## What does it mean to be a good network topology for RL?
- Evaluate how various network topologies affect RL performance on standard tasks
- Which topologies (small-world, fully-connected, random sparse, modular) provide superior performance in standard RL tasks?
- What structural properties (e.g., clustering, sparsity, path length) correlate with improved RL performance?

Desired outcome:
- Empirical understanding of which structural properties correlate with good RL performance
a. Implement and evaluate standard architectures (fully-connected, random sparse, small-world via NEAT)
b. Analyze metrics: clustering, sparsity, path length.
c. Quantitative analysis (like correlation & ANOVA) to identify beneficial structural properties.

Remarks:
- Which tasks to use for this test? 
    - Parity Task
- Implement different network topologies
    - Fully-Connected
    - Small-World grown with NEAT
    - Random-sparse
    - What else could be tested?
    --> Which metrics? p and k 
- What other structural properties can be interesting?
    - what means clustering, sparsity, path length? run subtests on these?
-  Interplay with modularity? Which role does structural modularity play vs. is there a functional modularity (or specialization)?

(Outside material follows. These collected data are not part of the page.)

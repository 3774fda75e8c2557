use serde::{Deserialize, Serialize};
use std::collections::HashMap;

/// Last known availability of a target.
#[derive(Debug, Clone, Copy, Default, PartialEq, Eq, Serialize, Deserialize)]
pub enum AvailabilityState {
    #[default]
    Unknown,
    Available,
    Unavailable,
}

impl From<bool> for AvailabilityState {
    fn from(available: bool) -> Self {
        if available {
            AvailabilityState::Available
        } else {
            AvailabilityState::Unavailable
        }
    }
}

#[derive(Debug, Clone, Copy, PartialEq, Eq)]
pub struct Transition {
    pub previous: AvailabilityState,
    pub current: AvailabilityState,
}

impl Transition {
    /// Only an observed unavailable -> available edge is worth an alert. The
    /// first observation of a target never is.
    pub fn should_notify(&self) -> bool {
        self.previous == AvailabilityState::Unavailable && self.current == AvailabilityState::Available
    }

    pub fn changed(&self) -> bool {
        self.previous != self.current
    }
}

/// In-memory availability per target id. Not persisted: after a restart
/// every target starts from `Unknown`.
#[derive(Debug, Default)]
pub struct AvailabilityTracker {
    states: HashMap<String, AvailabilityState>,
}

impl AvailabilityTracker {
    pub fn new() -> Self {
        Self::default()
    }

    pub fn observe(&mut self, target_id: &str, available: bool) -> Transition {
        let current = AvailabilityState::from(available);
        let previous = self
            .states
            .insert(target_id.to_string(), current)
            .unwrap_or_default();

        Transition { previous, current }
    }

    pub fn state(&self, target_id: &str) -> AvailabilityState {
        self.states.get(target_id).copied().unwrap_or_default()
    }

    pub fn forget(&mut self, target_id: &str) {
        self.states.remove(target_id);
    }
}
use async_trait::async_trait;
use chrono::{DateTime, Utc};
use serde::{Deserialize, Serialize};
use std::sync::Arc;
use tracing::{info, warn};

use crate::config::SmtpConfig;
use crate::models::Target;
use crate::utils::error::NotifyError;

pub mod email;

pub use email::EmailNotifier;

/// A target moved from unavailable to available.
#[derive(Debug, Clone, Serialize, Deserialize, PartialEq)]
pub struct NotificationEvent {
    pub target_id: String,
    pub target_name: String,
    pub url: String,
    pub image_url: Option<String>,
    pub detected_at: DateTime<Utc>,
}

impl NotificationEvent {
    pub fn restocked(target: &Target, image_url: Option<String>) -> Self {
        Self {
            target_id: target.id.clone(),
            target_name: target.name.clone(),
            url: target.url.clone(),
            image_url,
            detected_at: Utc::now(),
        }
    }

    pub fn subject(&self) -> String {
        format!("Product Available: {}", self.target_name)
    }

    pub fn text_body(&self) -> String {
        format!(
            "Great news! The product \"{}\" is now available!\nYou can find it here: {}",
            self.target_name, self.url
        )
    }
}

/// Delivers restock alerts. Delivery is attempted once; callers log failures
/// and carry on.
#[cfg_attr(test, mockall::automock)]
#[async_trait]
pub trait Notifier: Send + Sync {
    fn name(&self) -> &'static str;

    async fn notify(&self, event: &NotificationEvent) -> Result<(), NotifyError>;
}

/// Writes alerts to the log. Used when no mail transport is configured.
#[derive(Debug, Default)]
pub struct LogNotifier;

#[async_trait]
impl Notifier for LogNotifier {
    fn name(&self) -> &'static str {
        "log"
    }

    async fn notify(&self, event: &NotificationEvent) -> Result<(), NotifyError> {
        info!(
            target_id = %event.target_id,
            url = %event.url,
            "{}",
            event.subject()
        );
        Ok(())
    }
}

/// Email when SMTP sender and recipient are configured, the log otherwise.
pub fn from_config(config: &SmtpConfig) -> Result<Arc<dyn Notifier>, NotifyError> {
    if config.is_configured() {
        Ok(Arc::new(EmailNotifier::from_config(config)?))
    } else {
        warn!("SMTP sender or recipient not configured; restock alerts will only be logged");
        Ok(Arc::new(LogNotifier))
    }
}
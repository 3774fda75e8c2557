use chrono::{DateTime, Utc};
use serde::{Deserialize, Serialize};
use std::sync::Arc;
use std::time::Instant;
use tokio::sync::Mutex;
use tracing::{debug, error, info, warn};

use crate::extractor::{Extractor, PageView};
use crate::models::{RenderingMode, Target, TargetStatus};
use crate::notifier::{NotificationEvent, Notifier};
use crate::scraper::WebScraper;
use crate::tracker::{AvailabilityState, AvailabilityTracker};
use crate::utils::error::FetchError;

/// Result of one check cycle for one target.
#[derive(Debug, Clone, Serialize, Deserialize)]
pub struct CheckOutcome {
    pub target_id: String,
    pub status: TargetStatus,
    /// `None` when the page could not be fetched.
    pub available: Option<bool>,
    pub image_url: Option<String>,
    pub notified: bool,
    pub error: Option<String>,
    pub checked_at: DateTime<Utc>,
    pub total_time_ms: u64,
}

impl CheckOutcome {
    pub fn success(&self) -> bool {
        self.error.is_none()
    }

    /// Write the observed status back onto the stored record. The image is
    /// only replaced when a new one was found.
    pub fn apply_to(&self, target: &mut Target) {
        target.status = self.status;
        target.last_checked = Some(self.checked_at);
        if let Some(image_url) = &self.image_url {
            target.image_url = Some(image_url.clone());
        }
    }
}

struct PageSignals {
    available: bool,
    image_url: Option<String>,
}

/// Runs one check: fetch, extract, update the tracker, alert on restock.
pub struct TargetMonitor {
    scraper: Arc<WebScraper>,
    extractor: Extractor,
    tracker: Mutex<AvailabilityTracker>,
    notifier: Arc<dyn Notifier>,
}

impl TargetMonitor {
    pub fn new(scraper: Arc<WebScraper>, extractor: Extractor, notifier: Arc<dyn Notifier>) -> Self {
        Self {
            scraper,
            extractor,
            tracker: Mutex::new(AvailabilityTracker::new()),
            notifier,
        }
    }

    pub async fn check_target(&self, target: &Target) -> CheckOutcome {
        let start_time = Instant::now();
        debug!(target_id = %target.id, url = %target.url, "Checking target");

        let signals = match self.inspect(target).await {
            Ok(signals) => signals,
            Err(e) => {
                warn!(target_id = %target.id, name = %target.name, "Check failed: {}", e);
                return CheckOutcome {
                    target_id: target.id.clone(),
                    status: TargetStatus::Error,
                    available: None,
                    image_url: None,
                    notified: false,
                    error: Some(e.to_string()),
                    checked_at: Utc::now(),
                    total_time_ms: start_time.elapsed().as_millis() as u64,
                };
            }
        };

        let transition = self.tracker.lock().await.observe(&target.id, signals.available);
        if transition.changed() {
            info!(
                target_id = %target.id,
                name = %target.name,
                "Availability {:?} -> {:?}",
                transition.previous,
                transition.current
            );
        }

        let mut notified = false;
        if transition.should_notify() {
            let event = NotificationEvent::restocked(target, signals.image_url.clone());
            match self.notifier.notify(&event).await {
                Ok(()) => notified = true,
                // Not retried; the tracker keeps the new state either way
                Err(e) => error!(target_id = %target.id, "Failed to send restock alert: {}", e),
            }
        }

        CheckOutcome {
            target_id: target.id.clone(),
            status: TargetStatus::from_availability(signals.available),
            available: Some(signals.available),
            image_url: signals.image_url,
            notified,
            error: None,
            checked_at: Utc::now(),
            total_time_ms: start_time.elapsed().as_millis() as u64,
        }
    }

    async fn inspect(&self, target: &Target) -> Result<PageSignals, FetchError> {
        match target.rendering_mode {
            RenderingMode::Static => {
                let page = self.scraper.fetch_static(&target.url).await?;
                let view = PageView::Static(&page);
                Ok(PageSignals {
                    available: self.extractor.matches_stock_indicator(
                        view,
                        &target.stock_indicator,
                        target.element_selector.as_deref(),
                    ),
                    image_url: self.extractor.find_representative_image(view),
                })
            }
            RenderingMode::Rendered => {
                let extractor = self.extractor.clone();
                let indicator = target.stock_indicator.clone();
                let selector = target.element_selector.clone();

                self.scraper
                    .with_rendered(&target.url, move |page| {
                        let view = PageView::Rendered(page);
                        PageSignals {
                            available: extractor.matches_stock_indicator(view, &indicator, selector.as_deref()),
                            image_url: extractor.find_representative_image(view),
                        }
                    })
                    .await
            }
        }
    }

    pub async fn availability(&self, target_id: &str) -> AvailabilityState {
        self.tracker.lock().await.state(target_id)
    }

    pub async fn forget(&self, target_id: &str) {
        self.tracker.lock().await.forget(target_id);
    }
}
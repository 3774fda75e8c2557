use std::path::{Path, PathBuf};
use tokio::sync::Mutex;
use tracing::{info, warn};

use crate::models::Target;
use crate::utils::error::PersistenceError;

/// The target list as a JSON array on disk. Writers are serialized and each
/// write replaces the file atomically, so readers never see a partial list.
pub struct TargetStore {
    path: PathBuf,
    write_lock: Mutex<()>,
}

impl TargetStore {
    pub fn new(path: impl Into<PathBuf>) -> Self {
        Self {
            path: path.into(),
            write_lock: Mutex::new(()),
        }
    }

    pub fn path(&self) -> &Path {
        &self.path
    }

    /// Strict load. A missing or empty file is an empty list; anything that
    /// does not parse is `Malformed`. Records written without an id get one,
    /// and the file is rewritten so the id sticks. A failed rewrite is only
    /// logged; the parsed list is still returned.
    pub async fn try_load(&self) -> Result<Vec<Target>, PersistenceError> {
        let _guard = self.write_lock.lock().await;
        let (targets, assigned_ids) = self.read_file().await?;

        if assigned_ids > 0 {
            info!(
                path = %self.path.display(),
                "Assigned ids to {} stored targets",
                assigned_ids
            );
            if let Err(e) = self.write_file(&targets).await {
                warn!(
                    path = %self.path.display(),
                    "Could not persist assigned ids, they will change on next load: {}",
                    e
                );
            }
        }

        Ok(targets)
    }

    /// First target whose id or name equals `key`.
    pub async fn find(&self, key: &str) -> Result<Option<Target>, PersistenceError> {
        let targets = self.try_load().await?;
        Ok(targets.into_iter().find(|t| t.id == key || t.name == key))
    }

    /// Lenient load: an unreadable list is logged and treated as empty.
    pub async fn load(&self) -> Vec<Target> {
        match self.try_load().await {
            Ok(targets) => targets,
            Err(e) => {
                warn!(path = %self.path.display(), "Could not load targets, starting empty: {}", e);
                Vec::new()
            }
        }
    }

    pub async fn save(&self, targets: &[Target]) -> Result<(), PersistenceError> {
        let _guard = self.write_lock.lock().await;
        self.write_file(targets).await
    }

    pub async fn add(&self, target: Target) -> Result<(), PersistenceError> {
        let _guard = self.write_lock.lock().await;
        let (mut targets, _) = self.read_file().await?;
        targets.push(target);
        self.write_file(&targets).await
    }

    /// Removes the first target whose id or name equals `key`.
    pub async fn remove(&self, key: &str) -> Result<Option<Target>, PersistenceError> {
        let _guard = self.write_lock.lock().await;
        let (mut targets, _) = self.read_file().await?;

        let Some(index) = targets.iter().position(|t| t.id == key || t.name == key) else {
            return Ok(None);
        };
        let removed = targets.remove(index);
        self.write_file(&targets).await?;
        Ok(Some(removed))
    }

    /// Read-modify-write of one record. Returns the updated record, or
    /// `None` when no target with `id` is stored any more.
    pub async fn update<F>(&self, id: &str, apply: F) -> Result<Option<Target>, PersistenceError>
    where
        F: FnOnce(&mut Target),
    {
        let _guard = self.write_lock.lock().await;
        let (mut targets, _) = self.read_file().await?;

        let Some(target) = targets.iter_mut().find(|t| t.id == id) else {
            return Ok(None);
        };
        apply(target);
        let updated = target.clone();

        self.write_file(&targets).await?;
        Ok(Some(updated))
    }

    async fn read_file(&self) -> Result<(Vec<Target>, usize), PersistenceError> {
        let raw = match tokio::fs::read_to_string(&self.path).await {
            Ok(raw) => raw,
            Err(e) if e.kind() == std::io::ErrorKind::NotFound => return Ok((Vec::new(), 0)),
            Err(e) => return Err(e.into()),
        };

        if raw.trim().is_empty() {
            return Ok((Vec::new(), 0));
        }

        let records: Vec<serde_json::Value> =
            serde_json::from_str(&raw).map_err(|e| PersistenceError::Malformed(e.to_string()))?;

        let missing_ids = records
            .iter()
            .filter(|record| {
                record
                    .get("id")
                    .and_then(|id| id.as_str())
                    .is_none_or(str::is_empty)
            })
            .count();

        let targets = records
            .into_iter()
            .map(serde_json::from_value::<Target>)
            .collect::<Result<Vec<_>, _>>()
            .map_err(|e| PersistenceError::Malformed(e.to_string()))?;

        Ok((targets, missing_ids))
    }

    async fn write_file(&self, targets: &[Target]) -> Result<(), PersistenceError> {
        let serialized = serde_json::to_string_pretty(targets)
            .map_err(|e| PersistenceError::Malformed(e.to_string()))?;

        if let Some(parent) = self.path.parent().filter(|p| !p.as_os_str().is_empty()) {
            tokio::fs::create_dir_all(parent).await?;
        }

        let mut temp_path = self.path.clone().into_os_string();
        temp_path.push(".tmp");
        let temp_path = PathBuf::from(temp_path);

        tokio::fs::write(&temp_path, serialized).await?;
        tokio::fs::rename(&temp_path, &self.path).await?;
        Ok(())
    }
}
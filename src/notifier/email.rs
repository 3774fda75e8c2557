use async_trait::async_trait;
use lettre::message::{header, Mailbox, MultiPart, SinglePart};
use lettre::transport::smtp::authentication::Credentials;
use lettre::{Address, AsyncSmtpTransport, AsyncTransport, Message, Tokio1Executor};
use tracing::{debug, info};

use super::{NotificationEvent, Notifier};
use crate::config::SmtpConfig;
use crate::utils::error::NotifyError;

pub struct EmailNotifier {
    mailer: AsyncSmtpTransport<Tokio1Executor>,
    from: Mailbox,
    to: Mailbox,
}

impl EmailNotifier {
    pub fn from_config(config: &SmtpConfig) -> Result<Self, NotifyError> {
        let from_address = config
            .from_address
            .as_deref()
            .ok_or_else(|| NotifyError::InvalidAddress("Missing from_address".to_string()))?;
        let to_address = config
            .to_address
            .as_deref()
            .ok_or_else(|| NotifyError::InvalidAddress("Missing to_address".to_string()))?;

        let from = Mailbox::new(Some(config.from_name.clone()), parse_address(from_address)?);
        let to = Mailbox::new(None, parse_address(to_address)?);

        let builder = if config.use_tls {
            AsyncSmtpTransport::<Tokio1Executor>::starttls_relay(&config.host)
                .map_err(|e| NotifyError::TransportFailure(format!("SMTP relay setup failed: {}", e)))?
        } else {
            AsyncSmtpTransport::<Tokio1Executor>::builder_dangerous(&config.host)
        };

        let mut builder = builder.port(config.port);
        if let (Some(username), Some(password)) = (&config.username, &config.password) {
            builder = builder.credentials(Credentials::new(username.clone(), password.clone()));
        }

        Ok(Self {
            mailer: builder.build(),
            from,
            to,
        })
    }

    fn format_html_body(&self, event: &NotificationEvent) -> String {
        let mut html = format!(
            r#"<!DOCTYPE html>
<html>
<body style="font-family: Arial, sans-serif; margin: 20px;">
    <p>Great news! The product <strong>{}</strong> is now available!</p>
    <p>You can find it here: <a href="{}">{}</a></p>
"#,
            event.target_name, event.url, event.url
        );

        if let Some(image_url) = &event.image_url {
            html.push_str(&format!(
                "    <p><img src=\"{}\" alt=\"{}\" style=\"max-width: 320px;\"></p>\n",
                image_url, event.target_name
            ));
        }

        html.push_str("</body>\n</html>\n");
        html
    }

    pub fn build_message(&self, event: &NotificationEvent) -> Result<Message, NotifyError> {
        Message::builder()
            .from(self.from.clone())
            .to(self.to.clone())
            .subject(event.subject())
            .multipart(
                MultiPart::alternative()
                    .singlepart(
                        SinglePart::builder()
                            .header(header::ContentType::TEXT_PLAIN)
                            .body(event.text_body()),
                    )
                    .singlepart(
                        SinglePart::builder()
                            .header(header::ContentType::TEXT_HTML)
                            .body(self.format_html_body(event)),
                    ),
            )
            .map_err(|e| NotifyError::TransportFailure(format!("Failed to build email: {}", e)))
    }
}

fn parse_address(raw: &str) -> Result<Address, NotifyError> {
    raw.trim()
        .parse::<Address>()
        .map_err(|e| NotifyError::InvalidAddress(format!("{}: {}", raw, e)))
}

#[async_trait]
impl Notifier for EmailNotifier {
    fn name(&self) -> &'static str {
        "email"
    }

    async fn notify(&self, event: &NotificationEvent) -> Result<(), NotifyError> {
        let message = self.build_message(event)?;
        debug!(to = %self.to, "Sending restock email");

        let response = self
            .mailer
            .send(message)
            .await
            .map_err(|e| NotifyError::TransportFailure(e.to_string()))?;

        info!(
            target_id = %event.target_id,
            code = %response.code(),
            "Restock email sent"
        );
        Ok(())
    }
}
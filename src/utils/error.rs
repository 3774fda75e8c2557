use thiserror::Error;

/// Failures while acquiring page content.
#[derive(Error, Debug, Clone, PartialEq, Eq)]
pub enum FetchError {
    #[error("Unreachable: {url}: {reason}")]
    Unreachable { url: String, reason: String },

    #[error("Timed out fetching {url}")]
    Timeout { url: String },
}

impl FetchError {
    pub fn unreachable(url: impl Into<String>, reason: impl ToString) -> Self {
        FetchError::Unreachable {
            url: url.into(),
            reason: reason.to_string(),
        }
    }

    pub fn timeout(url: impl Into<String>) -> Self {
        FetchError::Timeout { url: url.into() }
    }

    pub(crate) fn from_reqwest(url: &str, err: reqwest::Error) -> Self {
        if err.is_timeout() {
            FetchError::timeout(url)
        } else {
            FetchError::unreachable(url, err)
        }
    }
}

#[derive(Error, Debug)]
pub enum NotifyError {
    #[error("Transport failure: {0}")]
    TransportFailure(String),

    #[error("Invalid address: {0}")]
    InvalidAddress(String),
}

#[derive(Error, Debug)]
pub enum PersistenceError {
    #[error("Malformed target list: {0}")]
    Malformed(String),

    #[error("IO failure: {0}")]
    Io(#[from] std::io::Error),
}

#[derive(Error, Debug)]
pub enum AppError {
    #[error("Fetch error: {0}")]
    Fetch(#[from] FetchError),

    #[error("Notification error: {0}")]
    Notify(#[from] NotifyError),

    #[error("Persistence error: {0}")]
    Persistence(#[from] PersistenceError),

    #[error("Configuration error: {0}")]
    Config(#[from] config::ConfigError),

    #[error("IO error: {0}")]
    Io(#[from] std::io::Error),

    #[error("Validation error: {0}")]
    Validation(String),

    #[error("Not found: {resource}")]
    NotFound { resource: String },

    #[error("Internal error: {0}")]
    Internal(String),
}

impl From<validator::ValidationErrors> for AppError {
    fn from(err: validator::ValidationErrors) -> Self {
        AppError::Validation(format!("{}", err))
    }
}

pub type Result<T> = std::result::Result<T, AppError>;
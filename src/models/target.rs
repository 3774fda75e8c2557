use chrono::{DateTime, NaiveDateTime, Utc};
use serde::{Deserialize, Serialize};
use std::time::Duration;
use validator::Validate;

use crate::models::{generate_id, RenderingMode, TargetStatus};

pub const DEFAULT_STOCK_INDICATOR: &str = "in stock";
pub const DEFAULT_CHECK_INTERVAL_SECS: u64 = 300;

/// A monitored page plus the configuration used to check it.
#[derive(Debug, Clone, Serialize, Deserialize, PartialEq)]
#[serde(rename_all = "camelCase", from = "StoredTarget")]
pub struct Target {
    pub id: String,
    pub name: String,
    pub url: String,
    pub rendering_mode: RenderingMode,
    pub stock_indicator: String,
    pub element_selector: Option<String>,
    /// Seconds between checks.
    pub check_interval: u64,
    pub last_checked: Option<DateTime<Utc>>,
    pub status: TargetStatus,
    pub image_url: Option<String>,
}

#[derive(Debug, Clone, Serialize, Deserialize, Validate)]
pub struct NewTarget {
    #[validate(length(min = 1, message = "name must not be empty"))]
    pub name: String,
    #[validate(url(message = "url must be an absolute URL"))]
    pub url: String,
    pub rendering_mode: RenderingMode,
    #[validate(length(min = 1, message = "stock indicator must not be empty"))]
    pub stock_indicator: Option<String>,
    pub element_selector: Option<String>,
    pub check_interval: Option<u64>,
}

impl Target {
    pub fn new(new_target: NewTarget) -> Self {
        Self {
            id: generate_id(),
            name: new_target.name,
            url: new_target.url,
            rendering_mode: new_target.rendering_mode,
            stock_indicator: new_target
                .stock_indicator
                .unwrap_or_else(|| DEFAULT_STOCK_INDICATOR.to_string()),
            element_selector: new_target.element_selector.filter(|s| !s.trim().is_empty()),
            check_interval: new_target.check_interval.unwrap_or(DEFAULT_CHECK_INTERVAL_SECS),
            last_checked: None,
            status: TargetStatus::NotChecked,
            image_url: None,
        }
    }

    pub fn check_interval(&self) -> Duration {
        Duration::from_secs(self.check_interval)
    }

    /// Applies the fields set in `edit`. An empty selector clears it. Run
    /// state (status, last check, image) is kept.
    pub fn apply_edit(&mut self, edit: TargetEdit) {
        if let Some(name) = edit.name {
            self.name = name;
        }
        if let Some(url) = edit.url {
            self.url = url;
        }
        if let Some(mode) = edit.rendering_mode {
            self.rendering_mode = mode;
        }
        if let Some(indicator) = edit.stock_indicator {
            self.stock_indicator = indicator;
        }
        if let Some(selector) = edit.element_selector {
            self.element_selector = Some(selector).filter(|s| !s.trim().is_empty());
        }
        if let Some(interval) = edit.check_interval {
            self.check_interval = interval;
        }
    }
}

/// Partial change to a stored target; unset fields are left alone.
#[derive(Debug, Clone, Default, Serialize, Deserialize, Validate)]
pub struct TargetEdit {
    #[validate(length(min = 1, message = "name must not be empty"))]
    pub name: Option<String>,
    #[validate(url(message = "url must be an absolute URL"))]
    pub url: Option<String>,
    pub rendering_mode: Option<RenderingMode>,
    #[validate(length(min = 1, message = "stock indicator must not be empty"))]
    pub stock_indicator: Option<String>,
    pub element_selector: Option<String>,
    pub check_interval: Option<u64>,
}

impl TargetEdit {
    pub fn is_empty(&self) -> bool {
        self.name.is_none()
            && self.url.is_none()
            && self.rendering_mode.is_none()
            && self.stock_indicator.is_none()
            && self.element_selector.is_none()
            && self.check_interval.is_none()
    }
}

/// On-disk shape. Accepts records written before ids and rendering modes
/// existed (`isDynamic`, local `%Y-%m-%d %H:%M:%S` timestamps).
#[derive(Deserialize)]
#[serde(rename_all = "camelCase")]
struct StoredTarget {
    #[serde(default)]
    id: Option<String>,
    name: String,
    url: String,
    #[serde(default)]
    rendering_mode: Option<RenderingMode>,
    #[serde(default)]
    is_dynamic: Option<bool>,
    #[serde(default)]
    stock_indicator: Option<String>,
    #[serde(default)]
    element_selector: Option<String>,
    #[serde(default)]
    check_interval: Option<u64>,
    #[serde(default)]
    last_checked: Option<String>,
    #[serde(default)]
    status: Option<TargetStatus>,
    #[serde(default)]
    image_url: Option<String>,
}

impl From<StoredTarget> for Target {
    fn from(stored: StoredTarget) -> Self {
        let rendering_mode = match (stored.rendering_mode, stored.is_dynamic) {
            (Some(mode), _) => mode,
            (None, Some(true)) => RenderingMode::Rendered,
            _ => RenderingMode::Static,
        };

        Self {
            id: stored.id.filter(|id| !id.is_empty()).unwrap_or_else(generate_id),
            name: stored.name,
            url: stored.url,
            rendering_mode,
            stock_indicator: stored
                .stock_indicator
                .filter(|s| !s.is_empty())
                .unwrap_or_else(|| DEFAULT_STOCK_INDICATOR.to_string()),
            element_selector: stored.element_selector.filter(|s| !s.trim().is_empty()),
            check_interval: stored.check_interval.unwrap_or(DEFAULT_CHECK_INTERVAL_SECS),
            last_checked: stored.last_checked.as_deref().and_then(parse_timestamp),
            status: stored.status.unwrap_or_default(),
            image_url: stored.image_url,
        }
    }
}

fn parse_timestamp(raw: &str) -> Option<DateTime<Utc>> {
    if let Ok(ts) = DateTime::parse_from_rfc3339(raw) {
        return Some(ts.with_timezone(&Utc));
    }
    NaiveDateTime::parse_from_str(raw, "%Y-%m-%d %H:%M:%S")
        .ok()
        .map(|naive| naive.and_utc())
}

- Train each network on standard benchmarks (e.g., CartPole, LunarLander, GridWorld).
- Extract topology stats after training (or during, if topology changes dynamically).
- Run analysis to find which structural properties correlate with high performance.



Security Aspects:
- Avoid layers that could reintroduce full connectivity (e.g., LayerNorm, residuals that shortcut through topology).
- Ensure no automatic pruning or rewiring during training unless intended.
- Monitor adjacency matrices (or weight masks) during training to verify structure preservation.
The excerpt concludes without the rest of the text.